→ Work instructions: Below are the entries to work from; restate word for word the portion that opens with the line containing "let pair = language_pair(&LanguageConfig::default());" and closes with the line containing "assert!(report.documents.is_complete());", keeping both.

++++ Listed entries

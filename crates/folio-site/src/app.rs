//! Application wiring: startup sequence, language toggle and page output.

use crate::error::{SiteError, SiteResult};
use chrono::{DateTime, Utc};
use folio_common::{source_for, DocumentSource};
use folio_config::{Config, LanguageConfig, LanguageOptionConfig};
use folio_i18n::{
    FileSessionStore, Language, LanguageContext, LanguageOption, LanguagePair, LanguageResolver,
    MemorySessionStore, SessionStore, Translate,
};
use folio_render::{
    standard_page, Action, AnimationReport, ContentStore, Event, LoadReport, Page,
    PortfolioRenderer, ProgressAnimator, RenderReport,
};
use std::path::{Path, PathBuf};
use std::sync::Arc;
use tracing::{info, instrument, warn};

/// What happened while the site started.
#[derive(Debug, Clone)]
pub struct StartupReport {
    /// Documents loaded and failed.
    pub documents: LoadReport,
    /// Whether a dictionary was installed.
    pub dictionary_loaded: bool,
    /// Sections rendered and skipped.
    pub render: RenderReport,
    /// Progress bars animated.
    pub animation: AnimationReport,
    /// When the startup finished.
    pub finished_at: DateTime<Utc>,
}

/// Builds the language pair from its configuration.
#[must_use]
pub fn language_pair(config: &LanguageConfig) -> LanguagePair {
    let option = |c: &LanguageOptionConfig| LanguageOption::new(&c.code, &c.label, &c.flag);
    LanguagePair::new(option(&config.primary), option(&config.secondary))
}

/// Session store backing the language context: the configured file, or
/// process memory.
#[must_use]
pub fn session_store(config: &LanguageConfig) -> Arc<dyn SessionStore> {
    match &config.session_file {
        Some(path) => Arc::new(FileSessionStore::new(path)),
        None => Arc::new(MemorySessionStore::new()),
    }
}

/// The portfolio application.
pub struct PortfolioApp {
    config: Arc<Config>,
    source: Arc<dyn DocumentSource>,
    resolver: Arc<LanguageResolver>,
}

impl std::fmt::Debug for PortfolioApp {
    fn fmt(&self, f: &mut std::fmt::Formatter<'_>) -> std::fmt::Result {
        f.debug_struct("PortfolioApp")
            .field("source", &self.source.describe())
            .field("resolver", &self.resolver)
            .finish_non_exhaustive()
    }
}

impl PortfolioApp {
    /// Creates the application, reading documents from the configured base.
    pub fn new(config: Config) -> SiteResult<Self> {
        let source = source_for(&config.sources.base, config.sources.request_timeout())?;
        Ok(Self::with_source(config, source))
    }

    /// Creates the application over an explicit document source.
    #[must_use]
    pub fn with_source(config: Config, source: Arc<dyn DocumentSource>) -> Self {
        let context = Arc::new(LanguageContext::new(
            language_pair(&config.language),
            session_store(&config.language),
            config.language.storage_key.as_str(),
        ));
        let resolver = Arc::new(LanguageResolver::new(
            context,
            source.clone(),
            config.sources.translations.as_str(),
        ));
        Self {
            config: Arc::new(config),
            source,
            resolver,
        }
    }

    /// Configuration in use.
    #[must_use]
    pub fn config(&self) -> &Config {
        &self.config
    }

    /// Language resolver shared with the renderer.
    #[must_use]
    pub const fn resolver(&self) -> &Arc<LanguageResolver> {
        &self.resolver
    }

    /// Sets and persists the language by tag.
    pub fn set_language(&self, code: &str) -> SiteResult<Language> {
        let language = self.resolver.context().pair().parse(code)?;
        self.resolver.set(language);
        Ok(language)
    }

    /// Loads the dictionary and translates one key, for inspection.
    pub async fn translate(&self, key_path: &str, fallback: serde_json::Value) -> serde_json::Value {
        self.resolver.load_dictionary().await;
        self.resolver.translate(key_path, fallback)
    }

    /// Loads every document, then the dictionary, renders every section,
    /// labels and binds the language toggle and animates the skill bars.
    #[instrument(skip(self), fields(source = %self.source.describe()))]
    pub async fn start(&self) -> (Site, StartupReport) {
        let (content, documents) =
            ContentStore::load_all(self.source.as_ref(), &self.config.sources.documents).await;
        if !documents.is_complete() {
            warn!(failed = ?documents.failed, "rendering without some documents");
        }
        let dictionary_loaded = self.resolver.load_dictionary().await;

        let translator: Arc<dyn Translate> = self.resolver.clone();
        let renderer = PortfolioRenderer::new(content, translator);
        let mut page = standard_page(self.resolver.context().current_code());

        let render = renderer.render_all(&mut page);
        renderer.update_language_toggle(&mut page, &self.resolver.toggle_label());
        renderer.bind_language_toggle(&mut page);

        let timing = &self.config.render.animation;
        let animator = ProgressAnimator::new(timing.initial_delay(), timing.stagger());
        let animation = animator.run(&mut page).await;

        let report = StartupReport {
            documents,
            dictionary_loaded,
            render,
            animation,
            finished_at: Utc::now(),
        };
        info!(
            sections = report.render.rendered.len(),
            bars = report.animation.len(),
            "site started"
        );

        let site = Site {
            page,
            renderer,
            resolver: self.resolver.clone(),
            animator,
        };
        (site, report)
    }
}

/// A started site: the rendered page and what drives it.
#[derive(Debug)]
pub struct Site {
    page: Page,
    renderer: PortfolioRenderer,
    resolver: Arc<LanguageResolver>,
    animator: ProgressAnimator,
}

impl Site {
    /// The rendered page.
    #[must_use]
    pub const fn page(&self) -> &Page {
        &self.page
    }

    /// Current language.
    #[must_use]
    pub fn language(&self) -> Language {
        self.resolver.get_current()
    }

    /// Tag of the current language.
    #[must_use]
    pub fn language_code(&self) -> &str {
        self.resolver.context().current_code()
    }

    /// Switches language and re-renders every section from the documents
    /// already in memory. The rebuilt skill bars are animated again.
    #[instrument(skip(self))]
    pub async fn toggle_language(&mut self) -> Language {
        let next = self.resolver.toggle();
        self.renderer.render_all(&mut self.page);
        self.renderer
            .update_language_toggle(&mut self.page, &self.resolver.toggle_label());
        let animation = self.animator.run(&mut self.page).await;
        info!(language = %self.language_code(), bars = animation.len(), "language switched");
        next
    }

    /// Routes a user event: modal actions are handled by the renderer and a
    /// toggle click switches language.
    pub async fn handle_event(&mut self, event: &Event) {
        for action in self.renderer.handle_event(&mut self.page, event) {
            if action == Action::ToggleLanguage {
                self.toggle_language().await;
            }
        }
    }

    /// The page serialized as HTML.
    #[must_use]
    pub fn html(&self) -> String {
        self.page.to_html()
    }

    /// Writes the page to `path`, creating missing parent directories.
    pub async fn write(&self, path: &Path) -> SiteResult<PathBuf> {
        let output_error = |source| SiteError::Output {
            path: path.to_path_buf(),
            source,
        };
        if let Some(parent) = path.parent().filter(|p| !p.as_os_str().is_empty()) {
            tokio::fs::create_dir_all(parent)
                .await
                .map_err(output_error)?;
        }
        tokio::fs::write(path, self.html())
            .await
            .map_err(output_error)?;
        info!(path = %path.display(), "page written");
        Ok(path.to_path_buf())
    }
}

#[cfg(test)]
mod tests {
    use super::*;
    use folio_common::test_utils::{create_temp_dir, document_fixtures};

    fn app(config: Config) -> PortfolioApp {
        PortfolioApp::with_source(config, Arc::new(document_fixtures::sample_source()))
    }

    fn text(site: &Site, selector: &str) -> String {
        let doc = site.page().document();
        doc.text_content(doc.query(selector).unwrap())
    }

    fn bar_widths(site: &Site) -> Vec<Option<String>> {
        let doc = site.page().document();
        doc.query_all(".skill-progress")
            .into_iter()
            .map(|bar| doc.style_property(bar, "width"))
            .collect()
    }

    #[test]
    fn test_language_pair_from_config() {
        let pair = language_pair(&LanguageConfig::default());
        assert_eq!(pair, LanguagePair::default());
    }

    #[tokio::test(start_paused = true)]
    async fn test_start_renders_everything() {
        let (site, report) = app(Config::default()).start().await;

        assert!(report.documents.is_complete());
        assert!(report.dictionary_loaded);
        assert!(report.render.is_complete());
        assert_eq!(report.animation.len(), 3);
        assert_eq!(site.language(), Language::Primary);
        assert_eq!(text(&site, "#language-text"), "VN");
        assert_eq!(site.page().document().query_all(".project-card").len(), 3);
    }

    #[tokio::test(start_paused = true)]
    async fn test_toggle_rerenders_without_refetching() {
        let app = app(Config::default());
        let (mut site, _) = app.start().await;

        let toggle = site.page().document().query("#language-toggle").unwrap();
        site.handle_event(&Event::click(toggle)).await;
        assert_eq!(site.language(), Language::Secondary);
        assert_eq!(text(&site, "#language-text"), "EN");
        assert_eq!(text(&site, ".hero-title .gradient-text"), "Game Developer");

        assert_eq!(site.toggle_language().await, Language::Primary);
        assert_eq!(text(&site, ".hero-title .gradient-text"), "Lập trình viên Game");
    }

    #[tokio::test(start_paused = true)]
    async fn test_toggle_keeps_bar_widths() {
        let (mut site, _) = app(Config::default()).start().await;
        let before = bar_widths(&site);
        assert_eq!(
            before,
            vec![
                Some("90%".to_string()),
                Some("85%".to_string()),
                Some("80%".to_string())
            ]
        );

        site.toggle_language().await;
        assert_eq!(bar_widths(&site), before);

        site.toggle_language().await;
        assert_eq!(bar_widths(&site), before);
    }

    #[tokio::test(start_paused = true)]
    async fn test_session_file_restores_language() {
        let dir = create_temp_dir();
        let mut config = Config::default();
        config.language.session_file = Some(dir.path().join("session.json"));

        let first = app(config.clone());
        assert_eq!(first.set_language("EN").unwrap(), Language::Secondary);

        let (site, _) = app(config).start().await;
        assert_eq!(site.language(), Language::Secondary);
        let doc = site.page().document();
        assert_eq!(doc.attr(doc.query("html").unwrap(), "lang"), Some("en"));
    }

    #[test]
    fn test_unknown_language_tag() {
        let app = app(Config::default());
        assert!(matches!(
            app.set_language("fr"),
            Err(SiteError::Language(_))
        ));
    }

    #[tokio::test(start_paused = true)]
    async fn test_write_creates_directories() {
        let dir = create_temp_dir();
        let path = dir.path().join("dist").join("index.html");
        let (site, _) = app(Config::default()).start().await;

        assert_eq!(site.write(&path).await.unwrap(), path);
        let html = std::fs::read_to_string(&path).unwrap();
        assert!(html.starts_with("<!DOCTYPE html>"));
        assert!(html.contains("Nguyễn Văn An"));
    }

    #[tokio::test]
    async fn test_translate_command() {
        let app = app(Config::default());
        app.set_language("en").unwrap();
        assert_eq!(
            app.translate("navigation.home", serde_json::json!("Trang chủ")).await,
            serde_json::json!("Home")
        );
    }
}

++++++++

→ Task answer:
        let pair = language_pair(&LanguageConfig::default());
        assert_eq!(pair, LanguagePair::default());
    }

    #[tokio::test(start_paused = true)]
    async fn test_start_renders_everything() {
        let (site, report) = app(Config::default()).start().await;

        assert!(report.documents.is_complete());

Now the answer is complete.